(DATA TO USE begins)

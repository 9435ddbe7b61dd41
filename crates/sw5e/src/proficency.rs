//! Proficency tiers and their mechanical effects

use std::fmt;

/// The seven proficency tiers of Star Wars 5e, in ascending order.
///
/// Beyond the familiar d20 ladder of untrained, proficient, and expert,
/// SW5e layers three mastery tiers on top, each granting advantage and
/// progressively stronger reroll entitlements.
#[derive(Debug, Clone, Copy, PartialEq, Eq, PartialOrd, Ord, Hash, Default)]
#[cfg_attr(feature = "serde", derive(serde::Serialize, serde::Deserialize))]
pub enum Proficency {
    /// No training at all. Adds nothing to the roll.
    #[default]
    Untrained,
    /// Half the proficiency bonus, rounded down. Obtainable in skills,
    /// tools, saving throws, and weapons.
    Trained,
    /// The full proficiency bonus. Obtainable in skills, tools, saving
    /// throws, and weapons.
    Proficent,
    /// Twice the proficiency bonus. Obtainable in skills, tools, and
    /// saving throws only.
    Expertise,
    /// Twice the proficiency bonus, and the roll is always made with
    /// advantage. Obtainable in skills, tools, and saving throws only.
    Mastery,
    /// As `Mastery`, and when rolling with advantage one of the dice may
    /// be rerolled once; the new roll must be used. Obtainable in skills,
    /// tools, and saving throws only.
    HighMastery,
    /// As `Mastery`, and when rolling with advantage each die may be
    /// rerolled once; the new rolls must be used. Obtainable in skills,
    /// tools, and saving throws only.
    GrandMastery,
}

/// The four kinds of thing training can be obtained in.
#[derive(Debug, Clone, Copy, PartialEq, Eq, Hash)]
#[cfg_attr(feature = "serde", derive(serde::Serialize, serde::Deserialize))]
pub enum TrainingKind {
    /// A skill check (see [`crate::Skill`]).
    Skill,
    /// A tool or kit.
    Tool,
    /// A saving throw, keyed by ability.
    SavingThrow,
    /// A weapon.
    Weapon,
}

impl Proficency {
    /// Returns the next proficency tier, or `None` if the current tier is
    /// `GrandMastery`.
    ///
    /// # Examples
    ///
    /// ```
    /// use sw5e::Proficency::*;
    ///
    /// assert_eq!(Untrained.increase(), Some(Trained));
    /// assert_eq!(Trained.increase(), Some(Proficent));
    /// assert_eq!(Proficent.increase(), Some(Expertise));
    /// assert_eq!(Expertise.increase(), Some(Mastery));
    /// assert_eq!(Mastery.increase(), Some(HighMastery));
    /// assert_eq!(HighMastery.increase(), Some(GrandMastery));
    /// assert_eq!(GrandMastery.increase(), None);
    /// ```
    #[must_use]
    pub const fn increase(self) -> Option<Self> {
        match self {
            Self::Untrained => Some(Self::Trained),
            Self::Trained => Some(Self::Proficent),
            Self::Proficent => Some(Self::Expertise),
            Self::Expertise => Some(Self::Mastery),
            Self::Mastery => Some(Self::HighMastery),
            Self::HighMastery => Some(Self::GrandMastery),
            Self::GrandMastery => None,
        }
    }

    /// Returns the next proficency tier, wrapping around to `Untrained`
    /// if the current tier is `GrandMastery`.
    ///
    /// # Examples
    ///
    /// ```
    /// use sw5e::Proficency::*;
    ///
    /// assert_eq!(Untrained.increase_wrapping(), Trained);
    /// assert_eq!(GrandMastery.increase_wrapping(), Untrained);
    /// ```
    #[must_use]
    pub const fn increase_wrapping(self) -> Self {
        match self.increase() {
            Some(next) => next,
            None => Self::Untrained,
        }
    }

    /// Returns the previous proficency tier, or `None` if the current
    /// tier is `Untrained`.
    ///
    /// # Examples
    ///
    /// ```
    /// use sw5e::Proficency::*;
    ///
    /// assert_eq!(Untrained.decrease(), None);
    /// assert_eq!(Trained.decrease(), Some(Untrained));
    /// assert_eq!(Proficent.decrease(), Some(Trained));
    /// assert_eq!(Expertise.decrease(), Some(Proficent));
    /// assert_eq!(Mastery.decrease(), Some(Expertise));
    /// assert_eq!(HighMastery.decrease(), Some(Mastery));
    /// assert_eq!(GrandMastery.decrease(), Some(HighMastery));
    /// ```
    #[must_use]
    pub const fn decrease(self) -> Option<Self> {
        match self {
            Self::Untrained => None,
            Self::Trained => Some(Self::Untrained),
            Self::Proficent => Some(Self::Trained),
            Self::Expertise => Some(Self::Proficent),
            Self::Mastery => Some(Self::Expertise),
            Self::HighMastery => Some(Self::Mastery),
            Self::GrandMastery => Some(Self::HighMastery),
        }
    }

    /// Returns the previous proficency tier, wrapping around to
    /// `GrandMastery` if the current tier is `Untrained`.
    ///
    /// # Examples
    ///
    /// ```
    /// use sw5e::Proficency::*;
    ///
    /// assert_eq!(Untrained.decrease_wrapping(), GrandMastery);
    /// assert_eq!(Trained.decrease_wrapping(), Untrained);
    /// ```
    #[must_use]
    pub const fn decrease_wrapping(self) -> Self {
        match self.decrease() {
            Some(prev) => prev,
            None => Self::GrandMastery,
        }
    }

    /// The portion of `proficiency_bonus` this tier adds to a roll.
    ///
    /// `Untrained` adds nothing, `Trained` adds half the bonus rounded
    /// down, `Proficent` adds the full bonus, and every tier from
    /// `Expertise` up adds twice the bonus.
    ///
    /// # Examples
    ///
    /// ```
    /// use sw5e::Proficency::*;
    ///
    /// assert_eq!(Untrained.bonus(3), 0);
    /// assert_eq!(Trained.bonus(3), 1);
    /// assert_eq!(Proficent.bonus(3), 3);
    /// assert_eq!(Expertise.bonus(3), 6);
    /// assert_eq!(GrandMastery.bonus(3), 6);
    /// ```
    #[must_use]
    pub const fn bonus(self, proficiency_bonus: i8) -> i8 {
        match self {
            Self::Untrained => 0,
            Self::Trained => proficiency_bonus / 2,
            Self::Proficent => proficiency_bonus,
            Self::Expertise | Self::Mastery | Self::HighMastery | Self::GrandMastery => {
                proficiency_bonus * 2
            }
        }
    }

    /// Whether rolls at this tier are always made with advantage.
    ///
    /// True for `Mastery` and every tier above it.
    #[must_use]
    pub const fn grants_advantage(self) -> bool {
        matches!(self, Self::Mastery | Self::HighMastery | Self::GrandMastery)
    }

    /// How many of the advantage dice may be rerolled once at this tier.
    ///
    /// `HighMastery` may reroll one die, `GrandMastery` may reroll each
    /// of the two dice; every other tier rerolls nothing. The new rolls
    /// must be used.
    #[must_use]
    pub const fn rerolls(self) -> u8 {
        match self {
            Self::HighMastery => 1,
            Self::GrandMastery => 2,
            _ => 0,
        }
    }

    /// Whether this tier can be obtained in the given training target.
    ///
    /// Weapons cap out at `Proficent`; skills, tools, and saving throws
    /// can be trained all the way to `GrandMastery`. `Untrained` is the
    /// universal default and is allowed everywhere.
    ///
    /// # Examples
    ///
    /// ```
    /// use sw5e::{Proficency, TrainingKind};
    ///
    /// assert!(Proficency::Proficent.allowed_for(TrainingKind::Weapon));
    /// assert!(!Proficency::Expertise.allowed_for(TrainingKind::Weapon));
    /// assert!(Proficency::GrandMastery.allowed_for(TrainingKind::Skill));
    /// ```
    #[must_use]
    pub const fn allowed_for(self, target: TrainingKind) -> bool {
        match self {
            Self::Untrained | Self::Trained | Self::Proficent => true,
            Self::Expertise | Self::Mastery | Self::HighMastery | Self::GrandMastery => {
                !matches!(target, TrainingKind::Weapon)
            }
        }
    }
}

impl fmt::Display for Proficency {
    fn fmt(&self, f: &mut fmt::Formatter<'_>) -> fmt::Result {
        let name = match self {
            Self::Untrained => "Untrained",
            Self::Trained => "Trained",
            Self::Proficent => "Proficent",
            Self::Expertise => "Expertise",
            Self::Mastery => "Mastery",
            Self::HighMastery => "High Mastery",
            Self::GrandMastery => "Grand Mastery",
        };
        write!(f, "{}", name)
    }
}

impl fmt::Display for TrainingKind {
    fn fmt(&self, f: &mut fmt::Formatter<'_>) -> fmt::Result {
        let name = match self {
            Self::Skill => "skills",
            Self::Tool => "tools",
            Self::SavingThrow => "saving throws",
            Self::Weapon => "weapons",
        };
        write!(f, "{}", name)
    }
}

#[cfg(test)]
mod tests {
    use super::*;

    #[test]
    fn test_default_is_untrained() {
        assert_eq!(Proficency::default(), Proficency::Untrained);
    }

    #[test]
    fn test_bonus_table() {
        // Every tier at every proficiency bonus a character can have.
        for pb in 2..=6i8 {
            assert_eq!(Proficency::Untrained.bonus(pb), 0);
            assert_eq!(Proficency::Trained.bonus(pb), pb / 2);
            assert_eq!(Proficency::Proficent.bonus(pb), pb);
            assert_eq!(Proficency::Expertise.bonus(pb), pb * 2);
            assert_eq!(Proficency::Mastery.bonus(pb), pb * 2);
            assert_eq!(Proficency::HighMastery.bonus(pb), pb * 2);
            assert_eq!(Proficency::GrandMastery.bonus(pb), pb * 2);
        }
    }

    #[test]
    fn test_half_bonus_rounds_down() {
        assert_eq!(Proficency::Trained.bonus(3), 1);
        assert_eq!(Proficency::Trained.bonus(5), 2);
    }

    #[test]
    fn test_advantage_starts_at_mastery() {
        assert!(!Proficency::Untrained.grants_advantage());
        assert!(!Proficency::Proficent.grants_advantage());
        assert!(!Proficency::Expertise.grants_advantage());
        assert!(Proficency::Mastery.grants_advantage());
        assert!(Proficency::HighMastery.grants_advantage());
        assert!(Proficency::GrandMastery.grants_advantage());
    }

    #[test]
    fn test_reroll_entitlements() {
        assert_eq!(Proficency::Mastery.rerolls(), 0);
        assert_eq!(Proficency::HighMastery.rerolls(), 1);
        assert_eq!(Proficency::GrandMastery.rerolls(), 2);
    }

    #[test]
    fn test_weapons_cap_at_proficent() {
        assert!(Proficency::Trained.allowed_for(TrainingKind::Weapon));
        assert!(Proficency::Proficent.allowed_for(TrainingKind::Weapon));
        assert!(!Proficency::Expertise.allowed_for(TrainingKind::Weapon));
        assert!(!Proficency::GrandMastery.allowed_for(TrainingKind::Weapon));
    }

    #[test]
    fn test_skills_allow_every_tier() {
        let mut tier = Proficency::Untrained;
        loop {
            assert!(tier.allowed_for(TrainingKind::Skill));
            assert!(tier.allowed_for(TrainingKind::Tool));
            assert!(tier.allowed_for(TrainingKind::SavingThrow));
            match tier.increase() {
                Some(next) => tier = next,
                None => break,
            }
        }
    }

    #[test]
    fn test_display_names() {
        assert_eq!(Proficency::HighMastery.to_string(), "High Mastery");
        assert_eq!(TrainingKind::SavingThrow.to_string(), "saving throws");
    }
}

(DATA TO USE ends)

▶ [EXERCISE REQUIREMENTS] How many lines of these entries contain "obtained"? Answer with the number and nothing else.

▶ [ANSWER TO THIS EXERCISE] 2